Second, is the demand of the number of devices within the IoT world. 5G will play an instrumental role in ensuring universal connectivity for a myriad of devices which have very different characteristics, most of all not requiring high performance connection demand in terms of high throughput and short latency, but instead deep indoor coverage and low power consumption.
Indeed, prior system designs have not delivered the required IoT capabilities. This provides an opportunity which 5G may be able to capitalize on.
5G technology promises to combine and manage IoT where technically a very large number of devices require very small resources, low performance and Ultra Broadband.
Low-band spectrum is currently being used for 2G, 3G and 4G services for voice, MBB services and Internet of Things (IoT). Newly allocated spectrum for mobile networks include the 600 MHz and 700 MHz bands. These bands are ideal for wide-area and outside-in coverage as well as for deep indoor coverage, typically required for eMBB and voice services, but also required for M2M type of communication from outside to inside the building, even in deep basements.
Mid-band spectrum is currently used for 2G, 3G and 4G services. New spectrum has been widely allocated in the 3.5 GHz band, with more spectrum planned to be made available in the 1.5 GHz (L-band) and 5 GHz (unlicensed) bands. Bandwidths of 50 megahertz to 100 megahertz per network will enable high-capacity and low-latency networks ideal for 5G use cases such as enhanced MBB (eMBB) and Ultra Reliable Low Latency Communications (URLLC), for critical IoT applications. With better wide- area and indoor coverage than high-band spectrum, the mid-band spectrum is an optimal compromise between coverage, quality, throughput, capacity and latency. Combining the mid-band spectrum with low-band spectrum leads to exceptional network improvements in terms of capacity and efficiency.

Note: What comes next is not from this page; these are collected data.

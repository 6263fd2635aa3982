/// State for each open document
#[derive(Debug, Default)]
pub struct DocumentState {
    pub content: String,
    pub version: i32,
    /// Sequence number of the most recent validation issued for this
    /// document. Completions carrying an older number are discarded so a
    /// slow linter run cannot overwrite newer results.
    pub latest_seq: u64,
}
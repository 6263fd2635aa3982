//! Linter Invocation
//!
//! Spawns the external tool for one document, captures its output, and
//! classifies the exit. Exit code 1 is the tool's "issues found" signal,
//! so 0 and 1 both count as a usable run.

use std::path::{Path, PathBuf};
use std::process::Stdio;
use std::time::Duration;

use thiserror::Error;
use tokio::process::Command;

use crate::Config;

/// Exit codes that are normal signals rather than failures.
const TOLERATED_EXIT_CODES: [i32; 2] = [0, 1];

/// Why an invocation produced no usable output.
#[derive(Debug, Error)]
pub enum InvokeError {
    #[error("linter executable `{command}` not found: {source}")]
    Spawn {
        command: String,
        #[source]
        source: which::Error,
    },
    #[error("linter exited with code {code}: {stderr}")]
    FatalExit { code: i32, stderr: String },
    #[error("linter terminated by signal")]
    Signalled,
    #[error("linter did not finish within {0:?}")]
    Timeout(Duration),
    #[error("linter i/o failure: {0}")]
    Io(#[from] std::io::Error),
}

/// Raw output of one tool invocation, discarded after parsing.
#[derive(Debug, Clone)]
pub struct RawToolOutput {
    pub stdout: String,
    pub stderr: String,
    pub exit_code: Option<i32>,
}

/// Run the configured linter against `target`.
///
/// No state is retained between invocations.
pub async fn invoke(config: &Config, target: &Path) -> Result<RawToolOutput, InvokeError> {
    let resolved = which::which(&config.linter_command).map_err(|source| InvokeError::Spawn {
        command: config.linter_command.clone(),
        source,
    })?;

    let cwd = resolve_working_dir(target, &config.root_markers);

    let mut cmd = Command::new(&resolved);
    cmd.args(&config.linter_args)
        .arg(target)
        .current_dir(&cwd)
        .stdin(Stdio::null())
        .stdout(Stdio::piped())
        .stderr(Stdio::piped())
        .kill_on_drop(true);

    log::debug!(
        "running {} {:?} {} (cwd {})",
        resolved.display(),
        config.linter_args,
        target.display(),
        cwd.display()
    );

    let output = match config.linter_timeout {
        // kill_on_drop reaps the child when the timeout wins the race.
        Some(limit) => tokio::time::timeout(limit, cmd.output())
            .await
            .map_err(|_| InvokeError::Timeout(limit))??,
        None => cmd.output().await?,
    };

    let stdout = String::from_utf8_lossy(&output.stdout).into_owned();
    let stderr = String::from_utf8_lossy(&output.stderr).into_owned();

    match output.status.code() {
        Some(code) if TOLERATED_EXIT_CODES.contains(&code) => Ok(RawToolOutput {
            stdout,
            stderr,
            exit_code: Some(code),
        }),
        Some(code) => Err(InvokeError::FatalExit { code, stderr }),
        None => Err(InvokeError::Signalled),
    }
}

/// Nearest ancestor of `target` containing one of the root markers, falling
/// back to the directory containing the file. Some tools expect to run from
/// the project root to find their own configuration.
pub fn resolve_working_dir(target: &Path, root_markers: &[String]) -> PathBuf {
    let file_dir = target
        .parent()
        .filter(|dir| !dir.as_os_str().is_empty())
        .unwrap_or(Path::new("."))
        .to_path_buf();

    if root_markers.is_empty() {
        return file_dir;
    }

    for dir in target.ancestors().skip(1) {
        if root_markers.iter().any(|marker| dir.join(marker).exists()) {
            return dir.to_path_buf();
        }
    }

    file_dir
}
//! Document Matching
//!
//! A response may carry groups for files other than the one that was
//! linted (imports, project-wide runs). Only the groups belonging to the
//! validated document are published for it.

use crate::diagnostics::{DiagnosticGroup, DiagnosticRecord};

/// Select the records belonging to `document_path`, preserving the order
/// groups appeared in the response and each group's internal order.
///
/// No match is "no problems", not an error.
pub fn select_for_document(
    groups: Vec<DiagnosticGroup>,
    document_path: &str,
) -> Vec<DiagnosticRecord> {
    groups
        .into_iter()
        .filter(|group| matches_document(&group.uri, document_path))
        .flat_map(|group| group.diagnostics)
        .collect()
}

/// Full-path equality is case-insensitive because the tool may report a
/// different casing or drive/mount representation than the editor uses.
/// The basename fallback covers differently-rooted absolute paths.
fn matches_document(group_uri: &str, document_path: &str) -> bool {
    let group = path_portion(group_uri);
    let document = path_portion(document_path);

    if group.eq_ignore_ascii_case(document) {
        return true;
    }

    basename(group).eq_ignore_ascii_case(basename(document))
}

fn path_portion(uri: &str) -> &str {
    uri.strip_prefix("file://").unwrap_or(uri)
}

fn basename(path: &str) -> &str {
    path.rsplit(['/', '\\']).next().unwrap_or(path)
}
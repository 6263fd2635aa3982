//! Serde wire types for the tool's response shapes.
//!
//! Three envelopes exist in the wild. The flat list is the oldest; the
//! nested-error envelope wraps a second JSON document inside a string; the
//! proto envelope switched severities to LSP numeric codes and added
//! related locations.

use serde::Deserialize;

use crate::diagnostics::{
    DiagnosticGroup, DiagnosticRecord, RelatedLocation, Severity, range_from_raw,
};

/// Flat-list response: `{"errors": [...]}`, no per-file grouping.
#[derive(Debug, Deserialize)]
pub struct FlatResponse {
    pub errors: Vec<FlatEntry>,
}

#[derive(Debug, Deserialize)]
pub struct FlatEntry {
    pub message: String,
    pub severity: RawSeverity,
    pub range: WireRange,
    #[serde(default)]
    pub code: Option<RawCode>,
}

/// Nested-error response: `{"error": "<json string>"}` whose payload holds
/// `lsp.diagnostics`.
#[derive(Debug, Deserialize)]
pub struct NestedResponse {
    pub error: String,
}

#[derive(Debug, Deserialize)]
pub struct NestedPayload {
    pub lsp: LspEnvelope,
}

/// Proto response: `{"lsp_proto": {"diagnostics": [...]}}`.
#[derive(Debug, Deserialize)]
pub struct ProtoResponse {
    pub lsp_proto: LspEnvelope,
}

#[derive(Debug, Deserialize)]
pub struct LspEnvelope {
    pub diagnostics: Vec<WireGroup>,
}

/// One file's diagnostics as grouped by the tool.
#[derive(Debug, Deserialize)]
pub struct WireGroup {
    pub uri: String,
    #[serde(default)]
    pub diagnostics: Vec<WireDiagnostic>,
}

#[derive(Debug, Deserialize)]
pub struct WireDiagnostic {
    pub message: String,
    pub severity: RawSeverity,
    pub range: WireRange,
    #[serde(default)]
    pub code: Option<RawCode>,
    #[serde(default, rename = "relatedInformation")]
    pub related_information: Vec<WireRelated>,
}

#[derive(Debug, Deserialize)]
pub struct WireRelated {
    pub location: WireLocation,
    pub message: String,
}

#[derive(Debug, Deserialize)]
pub struct WireLocation {
    pub uri: String,
    pub range: WireRange,
}

/// Coordinates as the tool sends them. Signed so that malformed negative
/// values can be clamped instead of failing the whole decode.
#[derive(Debug, Clone, Copy, Deserialize)]
pub struct WireRange {
    pub start: WirePosition,
    pub end: WirePosition,
}

#[derive(Debug, Clone, Copy, Deserialize)]
pub struct WirePosition {
    pub line: i64,
    pub character: i64,
}

/// Severity as the tool encodes it: a label in older envelopes, an LSP
/// numeric code in the proto envelope.
#[derive(Debug, Deserialize)]
#[serde(untagged)]
pub enum RawSeverity {
    Label(String),
    Code(i64),
}

impl RawSeverity {
    pub fn normalize(&self) -> Severity {
        match self {
            RawSeverity::Label(label) => Severity::from_label(label),
            RawSeverity::Code(code) => Severity::from_code(*code),
        }
    }
}

/// Diagnostic codes appear both as strings ("W001") and bare numbers.
#[derive(Debug, Deserialize)]
#[serde(untagged)]
pub enum RawCode {
    Text(String),
    Number(i64),
}

impl RawCode {
    pub fn into_string(self) -> String {
        match self {
            RawCode::Text(text) => text,
            RawCode::Number(number) => number.to_string(),
        }
    }
}

impl WireRange {
    fn normalize(self) -> tower_lsp::lsp_types::Range {
        range_from_raw(
            self.start.line,
            self.start.character,
            self.end.line,
            self.end.character,
        )
    }
}

impl FlatEntry {
    pub fn into_record(self) -> DiagnosticRecord {
        DiagnosticRecord {
            range: self.range.normalize(),
            message: self.message,
            severity: self.severity.normalize(),
            code: self.code.map(RawCode::into_string),
            related: Vec::new(),
        }
    }
}

impl WireDiagnostic {
    pub fn into_record(self) -> DiagnosticRecord {
        DiagnosticRecord {
            range: self.range.normalize(),
            message: self.message,
            severity: self.severity.normalize(),
            code: self.code.map(RawCode::into_string),
            related: self
                .related_information
                .into_iter()
                .map(|rel| RelatedLocation {
                    uri: rel.location.uri,
                    range: rel.location.range.normalize(),
                    message: rel.message,
                })
                .collect(),
        }
    }
}

impl WireGroup {
    pub fn into_group(self) -> DiagnosticGroup {
        DiagnosticGroup {
            uri: self.uri,
            diagnostics: self
                .diagnostics
                .into_iter()
                .map(WireDiagnostic::into_record)
                .collect(),
        }
    }
}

High-band spectrum clearly provides the anticipated leap in data speed, capacity, quality and low latency promised by 5G. New spectrum bands are typically in the range of 24 GHz to 50 GHz, with contiguous bandwidths of more than 100 megahertz per network. The high-band provides a significant opportunity for very high throughput services for xMBB, localized deployments and low latency use cases, e.g. industrial IoT, venues, etc, both for indoor and outdoor deployments. Fixed wireless access (FWA) will also benefit from these higher bands in terms of capacity. As the coverage range is very limited (hundred-meter magnitude), for wider-area coverage, combinations with low-band and mid-band are essential.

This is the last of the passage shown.